Day 76-82 - In Search Of Motivation, and The Winter Blahs

My apologies for the delay in posting. It's been a very busy time for me, and since this blog is very much a hobby, it's had to fall to a weekly update, likely every Friday. But it's just starting to get interesting...

I've officially lapsed. Apart from my weekly hockey games, I haven't been able to keep myself active. Those I've spoken with seem to blame the weather. It's unseasonably cold right now, and winter seems to have a firm, yet premature grip on the city. The general consensus is that I'm going into "hibernation mode", and will have to literally force myself to be active for the coming months. I've been fortunate enough to have inspired so many people, but I've forgotten to keep myself constantly motivated. I've fallen back into some of the "old me" habits that had recently been a distant memory, but the positive spin on this whole situation is that I've caught myself before I spiraled completely out of control. The problem of motivation still remains. It's so easy to just flop on the couch and stare at the flickering lights emitting from the television as the evenings waste away into oblivion. I need to take responsibility for my (lack of) actions, and just compel myself to become addicted to working out again. My life seems to revolve around attempting to control and focus my addictive personality on beneficial activities, all the while fighting to keep the sloth-like self-destruction at bay. Saying that this is a difficult balancing act would be a gross understatement.

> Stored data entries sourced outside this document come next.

//! Point statistics derived from a user's transaction history.

use std::fmt;
use std::str::FromStr;

use chrono::{DateTime, Datelike, Duration, NaiveDate, NaiveTime, Offset, TimeZone, Utc};
use serde::{Deserialize, Serialize};

use crate::Points;
use crate::model::{Direction, Transaction, TransactionKind, TxStatus, UserId};

/// How `transfer` rows count toward a user's stats.
#[derive(Debug, Clone, Copy, PartialEq, Eq, Default, Serialize, Deserialize)]
#[serde(rename_all = "snake_case")]
pub enum TransferRule {
    /// Incoming transfers count as earned for the recipient, outgoing
    /// transfers as spent for the sender.
    #[default]
    Directional,
    /// Transfers count toward neither totals nor windows.
    Excluded,
}

impl fmt::Display for TransferRule {
    fn fmt(&self, f: &mut fmt::Formatter<'_>) -> fmt::Result {
        match self {
            TransferRule::Directional => f.write_str("directional"),
            TransferRule::Excluded => f.write_str("excluded"),
        }
    }
}

impl FromStr for TransferRule {
    type Err = String;

    fn from_str(s: &str) -> Result<Self, Self::Err> {
        match s.trim() {
            "directional" => Ok(TransferRule::Directional),
            "excluded" => Ok(TransferRule::Excluded),
            other => Err(other.to_string()),
        }
    }
}

/// Start instants of the current month, quarter and year.
#[derive(Debug, Clone, Copy, PartialEq, Eq)]
pub struct Windows {
    pub month: DateTime<Utc>,
    pub quarter: DateTime<Utc>,
    pub year: DateTime<Utc>,
}

impl Windows {
    /// Windows containing `now`, with boundaries at midnight on the first
    /// day of the month in `now`'s time zone. Quarters start in January,
    /// April, July and October.
    pub fn containing<Tz: TimeZone>(now: &DateTime<Tz>) -> Self {
        let tz = now.timezone();
        let year = now.year();
        let month = now.month();
        let quarter_month = (now.month0() / 3) * 3 + 1;

        Self {
            month: month_start(&tz, year, month),
            quarter: month_start(&tz, year, quarter_month),
            year: month_start(&tz, year, 1),
        }
    }
}

fn month_start<Tz: TimeZone>(tz: &Tz, year: i32, month: u32) -> DateTime<Utc> {
    let date = NaiveDate::from_ymd_opt(year, month, 1).unwrap_or(NaiveDate::MIN);
    let midnight = date.and_time(NaiveTime::MIN);
    if let Some(start) = tz.from_local_datetime(&midnight).earliest() {
        return start.with_timezone(&Utc);
    }
    // midnight skipped by a DST jump: read it with the offset in force the
    // day before, which lands on the first instant after the gap
    let before = midnight
        .checked_sub_signed(Duration::days(1))
        .and_then(|day_before| tz.from_local_datetime(&day_before).earliest());
    match before {
        Some(before) => {
            let offset = Duration::seconds(i64::from(before.offset().fix().local_minus_utc()));
            midnight
                .checked_sub_signed(offset)
                .unwrap_or(midnight)
                .and_utc()
        }
        None => midnight.and_utc(),
    }
}

/// Aggregated point figures for one user.
#[derive(Debug, Clone, Copy, PartialEq, Eq, Default, Serialize, Deserialize)]
pub struct Stats {
    /// Net points since the start of the month.
    pub monthly_points: i64,
    pub quarterly_points: i64,
    pub yearly_points: i64,
    /// Lifetime points received.
    pub total_earned: Points,
    /// Lifetime points paid out.
    pub total_spent: Points,
}

#[derive(Debug, Clone, Copy, PartialEq, Eq)]
enum Effect {
    Credit,
    Debit,
}

fn classify(tx: &Transaction, user: UserId, rule: TransferRule) -> Option<Effect> {
    match tx.kind {
        TransactionKind::Earned if tx.recipient == Some(user) => Some(Effect::Credit),
        TransactionKind::Spent if tx.sender == Some(user) => Some(Effect::Debit),
        TransactionKind::Transfer if rule == TransferRule::Directional => {
            tx.direction_for(user).map(|direction| match direction {
                Direction::Incoming => Effect::Credit,
                Direction::Outgoing => Effect::Debit,
            })
        }
        _ => None,
    }
}

impl Stats {
    /// Fold `transactions` into stats for `user`. Only completed rows count;
    /// totals cover every row, windowed figures only rows inside the window.
    pub fn fold<'a>(
        transactions: impl IntoIterator<Item = &'a Transaction>,
        user: UserId,
        windows: &Windows,
        rule: TransferRule,
    ) -> Self {
        transactions
            .into_iter()
            .fold(Stats::default(), |mut stats, tx| {
                stats.record(tx, user, windows, rule);
                stats
            })
    }

    fn record(&mut self, tx: &Transaction, user: UserId, windows: &Windows, rule: TransferRule) {
        if tx.status != TxStatus::Completed {
            return;
        }
        let Some(effect) = classify(tx, user, rule) else {
            return;
        };

        let delta = match effect {
            Effect::Credit => {
                self.total_earned = self.total_earned.saturating_add(tx.amount);
                tx.amount.as_signed()
            }
            Effect::Debit => {
                self.total_spent = self.total_spent.saturating_add(tx.amount);
                -tx.amount.as_signed()
            }
        };

        if tx.created_at >= windows.year {
            self.yearly_points = self.yearly_points.saturating_add(delta);
        }
        if tx.created_at >= windows.quarter {
            self.quarterly_points = self.quarterly_points.saturating_add(delta);
        }
        if tx.created_at >= windows.month {
            self.monthly_points = self.monthly_points.saturating_add(delta);
        }
    }
}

My food intake has still been fairly honest, though the weekends are still a difficult time. I have had some great ideas on how to control my poor weekend choices, and the truth is, I haven't implemented them. This upcoming weekend will once again mark a new beginning, and I will prepare the next day's food the evening prior. I found myself heading to the pantry or fridge every time I felt hunger, which seems to be a constant state of operation for me. Upon closer examination, I actually believe it to be more of a habitual action than one driven by actual hunger. If I felt bored, I again turned to food to entertain myself, not for nourishment. Trying to undo all of these habits that I've developed over decades seems to be a daunting task, but I feel if I can stay on top of it and not allow a busy schedule to disrupt my overall plan, things should be getting positive again. This is a very strong instinct that I'm fighting against, me against myself, and there can only be one winner. I could throw out all the cheesy clichés here, but it all comes down to one point. I had given up on myself, without even knowing it. And it happened so gradually, it's as if there are forces working against me at every turn. And though I know they are there, I've allowed them to take advantage of me once again. My "go-get-em" attitude has been exchanged for "sit-and-rest-and-maybe-have-a-nap".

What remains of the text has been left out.